* _Stored data_:
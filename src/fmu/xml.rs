// src/fmu/xml.rs

//! Minimal element tree for model description documents
//!
//! The descriptor is held as a plain tagged-variant tree instead of a typed
//! schema so that vendor extensions, annotations, and attributes we know
//! nothing about survive a parse/render cycle untouched. Attribute order and
//! child order are preserved exactly; only inter-element whitespace is
//! normalized on output.

use crate::error::{Error, Result};
use quick_xml::events::{BytesStart, Event};
use quick_xml::escape::{escape, partial_escape};
use quick_xml::Reader;

/// Indentation used per nesting level when rendering
const INDENT: &str = "  ";

/// XML declaration written at the top of every rendered document
const XML_DECLARATION: &str = r#"<?xml version="1.0" encoding="UTF-8"?>"#;

/// A node in the element tree
#[derive(Debug, Clone, PartialEq, Eq)]
pub enum Node {
    Element(Element),
    /// Character data (unescaped, surrounding whitespace trimmed)
    Text(String),
    CData(String),
    Comment(String),
    ProcessingInstruction(String),
}

/// An element with ordered attributes and ordered children
#[derive(Debug, Clone, PartialEq, Eq, Default)]
pub struct Element {
    pub name: String,
    pub attributes: Vec<(String, String)>,
    pub children: Vec<Node>,
}

impl Element {
    /// Create an element with no attributes or children
    pub fn new(name: impl Into<String>) -> Self {
        Self {
            name: name.into(),
            ..Default::default()
        }
    }

    /// Builder-style attribute setter
    pub fn with_attr(mut self, key: impl Into<String>, value: impl Into<String>) -> Self {
        self.set_attr(key, value);
        self
    }

    /// Builder-style child append
    pub fn with_child(mut self, child: Element) -> Self {
        self.children.push(Node::Element(child));
        self
    }

    /// Look up an attribute value
    pub fn attr(&self, key: &str) -> Option<&str> {
        self.attributes
            .iter()
            .find(|(k, _)| k == key)
            .map(|(_, v)| v.as_str())
    }

    /// Set an attribute, keeping its position if it already exists
    pub fn set_attr(&mut self, key: impl Into<String>, value: impl Into<String>) {
        let key = key.into();
        let value = value.into();
        match self.attributes.iter_mut().find(|(k, _)| *k == key) {
            Some(slot) => slot.1 = value,
            None => self.attributes.push((key, value)),
        }
    }

    /// Iterate over child elements, skipping text and comments
    pub fn elements(&self) -> impl Iterator<Item = &Element> {
        self.children.iter().filter_map(|node| match node {
            Node::Element(e) => Some(e),
            _ => None,
        })
    }

    /// Mutable iteration over child elements
    pub fn elements_mut(&mut self) -> impl Iterator<Item = &mut Element> {
        self.children.iter_mut().filter_map(|node| match node {
            Node::Element(e) => Some(e),
            _ => None,
        })
    }

    /// First child element with the given name
    pub fn child(&self, name: &str) -> Option<&Element> {
        self.elements().find(|e| e.name == name)
    }

    /// First child element with the given name, mutably
    pub fn child_mut(&mut self, name: &str) -> Option<&mut Element> {
        self.elements_mut().find(|e| e.name == name)
    }

    /// Index into `children` of the first child element named `name`
    pub fn child_position(&self, name: &str) -> Option<usize> {
        self.children
            .iter()
            .position(|node| matches!(node, Node::Element(e) if e.name == name))
    }

    /// Return the first child element named `name`, inserting an empty one
    /// at `position` in `children` if there is none
    pub fn ensure_child(&mut self, name: &str, position: usize) -> &mut Element {
        let index = match self.child_position(name) {
            Some(index) => index,
            None => {
                let at = position.min(self.children.len());
                self.children.insert(at, Node::Element(Element::new(name)));
                at
            }
        };

        match &mut self.children[index] {
            Node::Element(element) => element,
            _ => unreachable!("child_position only yields element indices"),
        }
    }

    /// Concatenated text content of direct text children
    pub fn text(&self) -> String {
        self.children
            .iter()
            .filter_map(|node| match node {
                Node::Text(t) | Node::CData(t) => Some(t.as_str()),
                _ => None,
            })
            .collect()
    }
}

/// A parsed document: the root element plus comments and processing
/// instructions that surround it
#[derive(Debug, Clone, PartialEq, Eq)]
pub struct Document {
    pub prolog: Vec<Node>,
    pub root: Element,
    pub epilog: Vec<Node>,
}

impl Document {
    /// Wrap a root element in a document with no prolog
    pub fn new(root: Element) -> Self {
        Self {
            prolog: Vec::new(),
            root,
            epilog: Vec::new(),
        }
    }

    /// Parse a document from text
    ///
    /// Fails with [`Error::DescriptorFormat`] for anything that is not a
    /// single well-formed element tree.
    pub fn parse(input: &str) -> Result<Self> {
        let mut reader = Reader::from_str(input);
        reader.trim_text(true);

        let mut builder = TreeBuilder::default();

        loop {
            let event = reader.read_event().map_err(|e| {
                Error::DescriptorFormat(format!(
                    "at byte {}: {}",
                    reader.buffer_position(),
                    e
                ))
            })?;

            match event {
                Event::Start(start) => builder.open(element_from_start(&start)?)?,
                Event::Empty(start) => {
                    builder.attach(Node::Element(element_from_start(&start)?))?
                }
                Event::End(_) => builder.close()?,
                Event::Text(text) => {
                    let text = text
                        .unescape()
                        .map_err(|e| Error::DescriptorFormat(e.to_string()))?;
                    builder.text(text.into_owned())?;
                }
                Event::CData(cdata) => {
                    builder.attach(Node::CData(utf8(cdata.into_inner().into_owned())?))?
                }
                Event::Comment(comment) => {
                    builder.attach(Node::Comment(utf8(comment.into_inner().into_owned())?))?
                }
                Event::PI(pi) => builder.attach(Node::ProcessingInstruction(utf8(
                    pi.into_inner().into_owned(),
                )?))?,
                Event::Decl(_) | Event::DocType(_) => {}
                Event::Eof => break,
            }
        }

        builder.finish()
    }

    /// Render with two-space indentation and a UTF-8 declaration
    pub fn to_xml_string(&self) -> String {
        let mut out = String::with_capacity(4096);
        out.push_str(XML_DECLARATION);
        out.push('\n');

        for node in &self.prolog {
            render_node(node, 0, &mut out);
        }
        render_element(&self.root, 0, &mut out);
        for node in &self.epilog {
            render_node(node, 0, &mut out);
        }

        out
    }
}

/// Incremental tree assembly from a flat event stream
#[derive(Default)]
struct TreeBuilder {
    stack: Vec<Element>,
    root: Option<Element>,
    prolog: Vec<Node>,
    epilog: Vec<Node>,
}

impl TreeBuilder {
    fn open(&mut self, element: Element) -> Result<()> {
        if self.stack.is_empty() && self.root.is_some() {
            return Err(Error::DescriptorFormat(format!(
                "unexpected second root element <{}>",
                element.name
            )));
        }
        self.stack.push(element);
        Ok(())
    }

    fn close(&mut self) -> Result<()> {
        let element = self
            .stack
            .pop()
            .ok_or_else(|| Error::DescriptorFormat("unbalanced closing tag".to_string()))?;
        self.attach(Node::Element(element))
    }

    fn text(&mut self, text: String) -> Result<()> {
        if self.stack.is_empty() {
            if text.trim().is_empty() {
                return Ok(());
            }
            return Err(Error::DescriptorFormat(format!(
                "text outside the root element: {:?}",
                text
            )));
        }
        self.attach(Node::Text(text))
    }

    fn attach(&mut self, node: Node) -> Result<()> {
        if let Some(parent) = self.stack.last_mut() {
            parent.children.push(node);
            return Ok(());
        }

        match node {
            Node::Element(element) => {
                if self.root.is_some() {
                    return Err(Error::DescriptorFormat(format!(
                        "unexpected second root element <{}>",
                        element.name
                    )));
                }
                self.root = Some(element);
            }
            Node::Text(_) | Node::CData(_) => {
                return Err(Error::DescriptorFormat(
                    "character data outside the root element".to_string(),
                ));
            }
            other if self.root.is_none() => self.prolog.push(other),
            other => self.epilog.push(other),
        }
        Ok(())
    }

    fn finish(self) -> Result<Document> {
        if let Some(open) = self.stack.last() {
            return Err(Error::DescriptorFormat(format!(
                "unclosed element <{}>",
                open.name
            )));
        }
        let root = self
            .root
            .ok_or_else(|| Error::DescriptorFormat("document has no root element".to_string()))?;

        Ok(Document {
            prolog: self.prolog,
            root,
            epilog: self.epilog,
        })
    }
}

fn utf8(bytes: Vec<u8>) -> Result<String> {
    String::from_utf8(bytes).map_err(|e| Error::DescriptorFormat(e.to_string()))
}

fn element_from_start(start: &BytesStart<'_>) -> Result<Element> {
    let name = std::str::from_utf8(start.name().as_ref())
        .map_err(|e| Error::DescriptorFormat(e.to_string()))?
        .to_string();

    let mut element = Element::new(name);
    for attr in start.attributes() {
        let attr = attr.map_err(|e| Error::DescriptorFormat(format!("<{}>: {}", element.name, e)))?;
        let key = std::str::from_utf8(attr.key.as_ref())
            .map_err(|e| Error::DescriptorFormat(e.to_string()))?
            .to_string();
        let value = attr
            .unescape_value()
            .map_err(|e| Error::DescriptorFormat(format!("<{}> {}: {}", element.name, key, e)))?
            .into_owned();
        element.attributes.push((key, value));
    }

    Ok(element)
}

/// Escape an attribute value, including whitespace that attribute-value
/// normalization would otherwise fold into spaces
fn escape_attr(value: &str) -> String {
    escape(value)
        .replace('\n', "&#10;")
        .replace('\r', "&#13;")
        .replace('\t', "&#9;")
}

fn push_indent(level: usize, out: &mut String) {
    for _ in 0..level {
        out.push_str(INDENT);
    }
}

fn render_node(node: &Node, level: usize, out: &mut String) {
    match node {
        Node::Element(element) => render_element(element, level, out),
        Node::Text(text) => {
            push_indent(level, out);
            out.push_str(&partial_escape(text.as_str()));
            out.push('\n');
        }
        Node::CData(data) => {
            push_indent(level, out);
            out.push_str("<![CDATA[");
            out.push_str(data);
            out.push_str("]]>\n");
        }
        Node::Comment(comment) => {
            push_indent(level, out);
            out.push_str("<!--");
            out.push_str(comment);
            out.push_str("-->\n");
        }
        Node::ProcessingInstruction(pi) => {
            push_indent(level, out);
            out.push_str("<?");
            out.push_str(pi);
            out.push_str("?>\n");
        }
    }
}

fn render_element(element: &Element, level: usize, out: &mut String) {
    push_indent(level, out);
    out.push('<');
    out.push_str(&element.name);
    for (key, value) in &element.attributes {
        out.push(' ');
        out.push_str(key);
        out.push_str("=\"");
        out.push_str(&escape_attr(value));
        out.push('"');
    }

    if element.children.is_empty() {
        out.push_str("/>\n");
        return;
    }

    // Pure text content stays on one line so no whitespace leaks into it
    if let [Node::Text(text)] = element.children.as_slice() {
        out.push('>');
        out.push_str(&partial_escape(text.as_str()));
        out.push_str("</");
        out.push_str(&element.name);
        out.push_str(">\n");
        return;
    }

    out.push_str(">\n");
    for child in &element.children {
        render_node(child, level + 1, out);
    }
    push_indent(level, out);
    out.push_str("</");
    out.push_str(&element.name);
    out.push_str(">\n");
}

* _What needs to be done_:
Reproduce each line of the records in which "Result" appears.

* _Answer area_:
use crate::error::{Error, Result};
    pub fn parse(input: &str) -> Result<Self> {
    fn open(&mut self, element: Element) -> Result<()> {
    fn close(&mut self) -> Result<()> {
    fn text(&mut self, text: String) -> Result<()> {
    fn attach(&mut self, node: Node) -> Result<()> {
    fn finish(self) -> Result<Document> {
fn utf8(bytes: Vec<u8>) -> Result<String> {
fn element_from_start(start: &BytesStart<'_>) -> Result<Element> {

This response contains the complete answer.